Successful applicants will be advised on climate challenges and solutions for productive pastures and grazing by some of the country's leading scientists and expert practitioners.
"Over the coming months, they will work with experts in climate science, soils and pastures, climate-smart grazing, carbon markets, energy, supply chains, and agroforestry" Mr Watts said.
"They'll learn skills in climate communications, networking, community organising, and how to support one another, and they'll be encouraged to reflect on what they learn."
The Fellowship and full extension program is supported by the Tasmanian Government's Pastures Pathway Small Project Fund.
Tasmanian beef farmer Rob McCreath, Deloraine, said he intended taking part in the program.
The McCreaths moved from a 1,000-hectare grain and cattle property at Felton in south-east Queensland, to one a quarter of the size in Tasmania, in 2016.
They were sick of Queensland's droughts and concerned about the impact of changing weather patterns on their operation.
"For a long time I have been concerned about climate change, and wanting to learn more about how we can make our farm more resilient, to the likely impacts," Mr McCreath said.
"It is with us and gradually will have a greater effect."
He is now breeding and fattening beef cattle at Montana, near Deloraine.
"The farm we bought used to a tree plantation, and we are establishing new long term pastures, and really interested to learn more about that," he said.
"Farming is all about being prepared for what is ahead of you," he said.
"We are planning to plant pasture species that are going to be productive into the future, in terms of rising temperatures and more difficult seasons."
Mr McCreath said he was also interested in carbon farming.
"It might be a good opportunity for us to lock up carbon in the soil and get paid for it."
"That would be really good for the environment and might be good for the hip pocket, as well."
Bronte Park beef producer Brett Hall, an FCA director, said the program encompassed a broad range of activities that influenced pastures.
"It's encompassing a broad range of activities that influence what might happen to your pastures," Mr Hall said.
It's encompassing a broad range of activities that influence what might happen to your pastures.Brett Hall, Bronte Park
"it will be be rotating your grazing, matching the right animals to the right area, at different times of year.
"Examples could include having rest periods for some of the native grasses, so they can seed efficiently and not be eaten while they are still in the head."

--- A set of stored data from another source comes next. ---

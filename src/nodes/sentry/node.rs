//! Sentry workflow node.
//!
//! Reads the (resource, operation) selection once per execution, then
//! builds and executes one request per input item, in input order,
//! awaiting each HTTP call before the next begins.

use std::sync::Arc;

use async_trait::async_trait;
use serde_json::Value;

use crate::domain::errors::NodeResult;
use crate::domain::models::{CredentialKind, NodeDescriptor, ResourceDescriptor};
use crate::domain::ports::{ExecutionContext, Parameters, WorkflowNode};
use crate::nodes::request::success_marker;
use crate::runtime::OutputAssembler;

use super::client::SentryClient;
use super::request::{Plan, SentryRequest};

/// Integration node for the Sentry.io issue-tracking API.
#[derive(Debug)]
pub struct SentryNode {
    descriptor: NodeDescriptor,
    client: SentryClient,
}

impl SentryNode {
    /// Create the node around an already-configured client.
    pub fn new(client: SentryClient) -> Self {
        Self {
            descriptor: Self::build_descriptor(),
            client,
        }
    }

    fn build_descriptor() -> NodeDescriptor {
        NodeDescriptor::new("sentry", "Sentry.io", "Consume the Sentry.io API")
            .with_resource(ResourceDescriptor::new("event", &["get", "get_all"]))
            .with_resource(ResourceDescriptor::new(
                "issue",
                &["get", "get_all", "update", "delete"],
            ))
            .with_resource(ResourceDescriptor::new(
                "organization",
                &["get", "get_all", "create"],
            ))
            .with_resource(ResourceDescriptor::new("project", &["get", "get_all"]))
            .with_resource(ResourceDescriptor::new("release", &["get", "get_all"]))
            .with_resource(ResourceDescriptor::new(
                "team",
                &["get", "get_all", "create"],
            ))
            .with_credential(CredentialKind::AccessToken)
            .with_credential(CredentialKind::OAuth2)
    }
}

#[async_trait]
impl WorkflowNode for SentryNode {
    fn descriptor(&self) -> &NodeDescriptor {
        &self.descriptor
    }

    async fn execute(&self, ctx: &ExecutionContext) -> NodeResult<Vec<Value>> {
        let params = Parameters::new(Arc::clone(&ctx.params));

        // The selection is fixed per execution: read once at item 0.
        let resource = params.string("resource", 0)?;
        let operation = params.string("operation", 0)?;

        tracing::info!(
            resource = %resource,
            operation = %operation,
            items = ctx.items.len(),
            "Executing Sentry node"
        );

        let mut output = OutputAssembler::new();

        for index in 0..ctx.items.len() {
            // Fresh request value per item; no state leaks across iterations.
            let request = SentryRequest::from_params(&resource, &operation, &params, index)?;

            let result = match request.plan() {
                Plan::Single {
                    call,
                    synthesize_success,
                } => {
                    let response = self.client.request(&call).await?;
                    if synthesize_success {
                        success_marker()
                    } else {
                        response
                    }
                }
                Plan::Paginated { call, truncate } => {
                    let mut page_items = self.client.request_all(&call).await?;
                    if let Some(limit) = truncate {
                        page_items.truncate(limit);
                    }
                    Value::Array(page_items)
                }
            };

            output.push(result);
        }

        tracing::info!(count = output.len(), "Sentry node execution complete");
        Ok(output.into_items())
    }
}
//! # slon
//!
//! A parser and serializer for SLON, a JSON-like text format with
//! parenthesized objects, pipe-delimited arrays, bare words and a first-class
//! date-time literal, plus a Serde bridge for typed data.
//!
//! ## What does SLON look like?
//!
//! ```text
//! (id: 7, name: 'Alice', roles: [admin | ops], since: 2024-03-01/18:22:10.001)
//! ```
//!
//! - Objects are `( key: value, ... )`, arrays are `[ value | value ]`
//! - Strings may be `'single'`, `"double"` or bare words
//! - `YYYY-MM-DD/HH:MM:SS.mmm` is a date-time, not a string
//!
//! ## Quick Start
//!
//! ```toml
//! [dependencies]
//! slon = "0.1"
//! serde = { version = "1.0", features = ["derive"] }
//! ```
//!
//! ### Parsing and Stringifying
//!
//! ```rust
//! use slon::{parse, stringify, Value};
//!
//! let value = parse("(name: Alice, scores: [1 | 2.5])").unwrap();
//! let obj = value.as_object().unwrap();
//! assert_eq!(obj.get("name").and_then(Value::as_str), Some("Alice"));
//!
//! assert_eq!(stringify(&value).unwrap(), "(name: 'Alice', scores: [1 | 2.5])");
//! ```
//!
//! ### Basic Serialization and Deserialization
//!
//! ```rust
//! use serde::{Deserialize, Serialize};
//! use slon::{to_string, from_str};
//!
//! #[derive(Serialize, Deserialize, PartialEq, Debug)]
//! struct User {
//!     id: u32,
//!     name: String,
//!     active: bool,
//! }
//!
//! let user = User {
//!     id: 123,
//!     name: "Alice".to_string(),
//!     active: true,
//! };
//!
//! let text = to_string(&user).unwrap();
//! assert_eq!(text, "(id: 123, name: 'Alice', active: true)");
//!
//! let user_back: User = from_str(&text).unwrap();
//! assert_eq!(user, user_back);
//! ```
//!
//! ### Errors
//!
//! A failed parse reports one diagnostic and the byte offset where parsing
//! stopped:
//!
//! ```rust
//! use slon::parse;
//!
//! let err = parse("(a: )").unwrap_err();
//! assert_eq!(err.to_string(), "Empty string value at position 4");
//! ```
//!
//! ## Limits
//!
//! Numbers are `f64` and are written with 15 significant digits. Objects and
//! arrays may nest at most [`DEFAULT_MAX_DEPTH`](options::DEFAULT_MAX_DEPTH)
//! levels unless [`SlonOptions`] says otherwise.
//!
//! ## Format Reference
//!
//! See the [`format`] module for the grammar and canonical output rules.
//!
//! ## Examples
//!
//! See the `demos/` directory:
//!
//! - **`simple.rs`** - typed round trip through SLON text
//! - **`macro.rs`** - building values with the `slon!` macro
//! - **`dynamic_values.rs`** - inspecting parsed `Value` trees
//!
//! Run any example with: `cargo run --example <name>`

pub mod buffer;
pub mod datetime;
pub mod de;
pub mod error;
pub mod format;
pub mod macros;
pub mod map;
pub mod options;
pub mod ser;
pub mod value;

pub use buffer::Buffer;
pub use datetime::DateTime;
pub use de::{Parser, ValueDeserializer};
pub use error::{Error, ErrorCode, Result};
pub use map::Map;
pub use options::SlonOptions;
pub use ser::{Serializer, ValueSerializer};
pub use value::Value;

use serde::de::DeserializeOwned;
use serde::Serialize;
use std::io;

/// Parses SLON text into a [`Value`] tree.
///
/// # Examples
///
/// ```rust
/// use slon::{parse, Value};
///
/// assert_eq!(parse("[]").unwrap(), Value::Array(vec![]));
/// assert_eq!(parse("'line1\\nline2'").unwrap(), Value::from("line1\nline2"));
/// ```
///
/// # Errors
///
/// Returns a syntax error with the byte offset where parsing stopped, or
/// [`Error::OutOfMemory`] if an allocation failed.
#[must_use = "this returns the result of the operation, errors must be handled"]
pub fn parse(text: &str) -> Result<Value> {
    parse_with_options(text, &SlonOptions::default())
}

/// Parses SLON text with custom options.
///
/// # Errors
///
/// As [`parse`], plus [`ErrorCode::NestingTooDeep`] past `options.max_depth`.
#[must_use = "this returns the result of the operation, errors must be handled"]
pub fn parse_with_options(text: &str, options: &SlonOptions) -> Result<Value> {
    Parser::with_options(text, options).parse()
}

/// Parses SLON text whose root value must be an object.
///
/// # Examples
///
/// ```rust
/// use slon::{parse_object, ErrorCode};
///
/// let map = parse_object("(host: localhost, port: 8080)").unwrap();
/// assert_eq!(map.get("port").and_then(|v| v.as_i64()), Some(8080));
///
/// let err = parse_object("[1]").unwrap_err();
/// assert_eq!(err.code(), Some(ErrorCode::RootNotObject));
/// ```
///
/// # Errors
///
/// As [`parse`], plus [`ErrorCode::RootNotObject`] at the root's offset.
#[must_use = "this returns the result of the operation, errors must be handled"]
pub fn parse_object(text: &str) -> Result<Map> {
    Parser::new(text).parse_object()
}

/// Renders a [`Value`] tree as canonical SLON text.
///
/// # Examples
///
/// ```rust
/// use slon::{stringify, Map, Value};
///
/// let mut map = Map::new();
/// map.push("a b".to_string(), Value::from("x"));
/// assert_eq!(stringify(&Value::Object(map)).unwrap(), "('a b': 'x')");
/// ```
///
/// # Errors
///
/// Returns [`Error::OutOfMemory`] if the output cannot grow,
/// [`Error::NestingTooDeep`] for trees deeper than the default limit, and
/// [`Error::InvalidArguments`] for non-finite numbers.
#[must_use = "this returns the result of the operation, errors must be handled"]
pub fn stringify(value: &Value) -> Result<String> {
    stringify_with_options(value, &SlonOptions::default())
}

/// Renders a [`Value`] tree as canonical SLON text with custom options.
///
/// # Errors
///
/// As [`stringify`], with the nesting limit taken from `options`.
#[must_use = "this returns the result of the operation, errors must be handled"]
pub fn stringify_with_options(value: &Value, options: &SlonOptions) -> Result<String> {
    let mut serializer = Serializer::with_options(options);
    serializer.serialize_value(value)?;
    serializer.into_inner()
}

/// Serialize any `T: Serialize` to a SLON string.
///
/// # Examples
///
/// ```rust
/// use slon::to_string;
/// use serde::Serialize;
///
/// #[derive(Serialize)]
/// struct Point { x: i32, y: i32 }
///
/// let point = Point { x: 1, y: 2 };
/// assert_eq!(to_string(&point).unwrap(), "(x: 1, y: 2)");
/// ```
///
/// # Errors
///
/// Returns an error if the value has no SLON representation (non-string map
/// keys, non-finite floats) or nests too deeply.
#[must_use = "this returns the result of the operation, errors must be handled"]
pub fn to_string<T>(value: &T) -> Result<String>
where
    T: ?Sized + Serialize,
{
    stringify(&to_value(value)?)
}

/// Convert any `T: Serialize` to a [`Value`].
///
/// # Examples
///
/// ```rust
/// use slon::{to_value, Value};
/// use serde::Serialize;
///
/// #[derive(Serialize)]
/// struct Point { x: i32, y: i32 }
///
/// let value: Value = to_value(&Point { x: 1, y: 2 }).unwrap();
/// assert!(value.is_object());
/// ```
///
/// # Errors
///
/// Returns [`Error::InvalidArguments`] for values SLON cannot hold.
#[must_use = "this returns the result of the operation, errors must be handled"]
pub fn to_value<T>(value: &T) -> Result<Value>
where
    T: ?Sized + Serialize,
{
    value.serialize(ValueSerializer)
}

/// Serialize any `T: Serialize` to a writer in SLON format.
///
/// # Examples
///
/// ```rust
/// use slon::to_writer;
///
/// let mut buffer = Vec::new();
/// to_writer(&mut buffer, &vec!["a", "b"]).unwrap();
/// assert_eq!(buffer, b"['a' | 'b']");
/// ```
///
/// # Errors
///
/// Returns an error if serialization fails or writing to the writer fails.
#[must_use = "this returns the result of the operation, errors must be handled"]
pub fn to_writer<W, T>(mut writer: W, value: &T) -> Result<()>
where
    W: io::Write,
    T: ?Sized + Serialize,
{
    let text = to_string(value)?;
    writer
        .write_all(text.as_bytes())
        .map_err(|e| Error::io(&e.to_string()))?;
    Ok(())
}

/// Deserialize an instance of type `T` from a string of SLON text.
///
/// # Examples
///
/// ```rust
/// use slon::from_str;
/// use serde::Deserialize;
///
/// #[derive(Deserialize, PartialEq, Debug)]
/// struct Point { x: i32, y: i32 }
///
/// let point: Point = from_str("(x: 1, y: 2)").unwrap();
/// assert_eq!(point, Point { x: 1, y: 2 });
/// ```
///
/// # Errors
///
/// Returns a positioned syntax error if the text is not valid SLON, or a
/// custom error if the value does not fit type `T`.
#[must_use = "this returns the result of the operation, errors must be handled"]
pub fn from_str<T>(s: &str) -> Result<T>
where
    T: DeserializeOwned,
{
    from_value(parse(s)?)
}

/// Deserialize an instance of type `T` from a [`Value`].
///
/// # Examples
///
/// ```rust
/// use slon::{from_value, slon};
///
/// let numbers: Vec<u8> = from_value(slon!([1, 2, 3])).unwrap();
/// assert_eq!(numbers, vec![1, 2, 3]);
/// ```
///
/// # Errors
///
/// Returns an error if the value does not fit type `T`.
#[must_use = "this returns the result of the operation, errors must be handled"]
pub fn from_value<T>(value: Value) -> Result<T>
where
    T: DeserializeOwned,
{
    T::deserialize(ValueDeserializer::new(value))
}

/// Deserialize an instance of type `T` from an I/O stream of SLON.
///
/// # Examples
///
/// ```rust
/// use slon::from_reader;
/// use serde::Deserialize;
/// use std::io::Cursor;
///
/// #[derive(Deserialize, PartialEq, Debug)]
/// struct Point { x: i32, y: i32 }
///
/// let cursor = Cursor::new(b"(x: 1, y: 2)");
/// let point: Point = from_reader(cursor).unwrap();
/// assert_eq!(point, Point { x: 1, y: 2 });
/// ```
///
/// # Errors
///
/// Returns an error if reading fails, the input is not UTF-8 or not valid
/// SLON, or the data does not fit type `T`.
#[must_use = "this returns the result of the operation, errors must be handled"]
pub fn from_reader<R, T>(mut reader: R) -> Result<T>
where
    R: io::Read,
    T: DeserializeOwned,
{
    let mut bytes = Vec::new();
    reader
        .read_to_end(&mut bytes)
        .map_err(|e| Error::io(&e.to_string()))?;
    from_slice(&bytes)
}

/// Deserialize an instance of type `T` from bytes of SLON text.
///
/// # Examples
///
/// ```rust
/// use slon::{from_slice, ErrorCode};
///
/// let tags: Vec<String> = from_slice(b"[a | b]").unwrap();
/// assert_eq!(tags, vec!["a", "b"]);
///
/// let err = from_slice::<Vec<String>>(b"[a | \xff]").unwrap_err();
/// assert_eq!(err.code(), Some(ErrorCode::InvalidUtf8));
/// assert_eq!(err.position(), 5);
/// ```
///
/// # Errors
///
/// Returns [`ErrorCode::InvalidUtf8`] at the first invalid byte, otherwise as
/// [`from_str`].
#[must_use = "this returns the result of the operation, errors must be handled"]
pub fn from_slice<T>(v: &[u8]) -> Result<T>
where
    T: DeserializeOwned,
{
    let s = std::str::from_utf8(v)
        .map_err(|e| Error::syntax(e.valid_up_to(), ErrorCode::InvalidUtf8))?;
    from_str(s)
}

#[cfg(test)]
mod tests {
    use super::*;
    use serde::{Deserialize, Serialize};

    #[derive(Serialize, Deserialize, Debug, PartialEq)]
    struct Point {
        x: i32,
        y: i32,
    }

    #[derive(Serialize, Deserialize, Debug, PartialEq)]
    struct User {
        id: u32,
        name: String,
        active: bool,
        tags: Vec<String>,
    }

    #[test]
    fn test_serialize_deserialize_point() {
        let point = Point { x: 1, y: 2 };
        let text = to_string(&point).unwrap();
        let point_back: Point = from_str(&text).unwrap();
        assert_eq!(point, point_back);
    }

    #[test]
    fn test_serialize_deserialize_user() {
        let user = User {
            id: 123,
            name: "Alice".to_string(),
            active: true,
            tags: vec!["admin".to_string(), "user".to_string()],
        };

        let text = to_string(&user).unwrap();
        assert_eq!(
            text,
            "(id: 123, name: 'Alice', active: true, tags: ['admin' | 'user'])"
        );
        let user_back: User = from_str(&text).unwrap();
        assert_eq!(user, user_back);
    }

    #[test]
    fn test_to_value() {
        let point = Point { x: 1, y: 2 };
        let value = to_value(&point).unwrap();

        match value {
            Value::Object(obj) => {
                assert_eq!(obj.get("x"), Some(&Value::Number(1.0)));
                assert_eq!(obj.get("y"), Some(&Value::Number(2.0)));
            }
            _ => panic!("Expected object"),
        }
    }

    #[test]
    fn test_arrays() {
        let numbers = vec![1, 2, 3, 4, 5];
        let text = to_string(&numbers).unwrap();
        assert_eq!(text, "[1 | 2 | 3 | 4 | 5]");
        let numbers_back: Vec<i32> = from_str(&text).unwrap();
        assert_eq!(numbers, numbers_back);
    }

    #[test]
    fn test_bare_words_deserialize_as_strings() {
        let user: User = from_str("(id: 1, name: Bob, active: false, tags: [x | y])").unwrap();
        assert_eq!(user.name, "Bob");
        assert_eq!(user.tags, vec!["x", "y"]);
    }

    #[test]
    fn test_parse_object_trailing_content() {
        let err = parse_object("(a: 1) x").unwrap_err();
        assert_eq!(err.code(), Some(ErrorCode::TrailingContent));
        assert_eq!(err.position(), 7);
    }

    #[test]
    fn test_stringify_with_options_depth() {
        let value = parse("[[[1]]]").unwrap();
        let options = SlonOptions::new().with_max_depth(2);
        assert_eq!(
            stringify_with_options(&value, &options),
            Err(Error::NestingTooDeep { limit: 2 })
        );
        assert_eq!(stringify(&value).unwrap(), "[[[1]]]");
    }

    #[test]
    fn test_type_mismatch_is_custom_error() {
        let err = from_str::<Point>("(x: 1.5, y: 2)").unwrap_err();
        assert!(matches!(err, Error::Custom(_)));
    }
}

Mr Hall said it was hoped to attract young farmers, who might be taking more of a responsibility for running family farms.
"We have a real range of people - there is no age limit on who should be doing this
"All farm businesses will get some benefits, such as more sustainability and financial return, from managing their pastures better."
He said surveys had revealed there were a lot of areas in Tasmania which had poor pasture composition.
"We have developed specific varieties, in Tasmania, that suit our climate.
"This is important nationwide, for FCA, but there are specific areas in Tassie that can really lift their productivity, from undertaking these types of activities.
"Obviously some country we have got that is is more run country is more difficult to rehabilitate than some of the pastures than others."
Mr Hall said some of the new pastures that had been developed included tall fescue grass, Spanish Coxfoots and clovers.
"Certainly some of these new species will be very beneficial to some of the cropping programs that are being run in Tasmania," he said.
"Their longer lifespan will be very beneficial in rotations, and they probably have more resistance to insect attacks and grubs."
He emphasised it was not just pastures, but also carbon farming, climate risk management, agroforestry, soils and forage agronomy.
All underpinned the move to more sustainable pastures.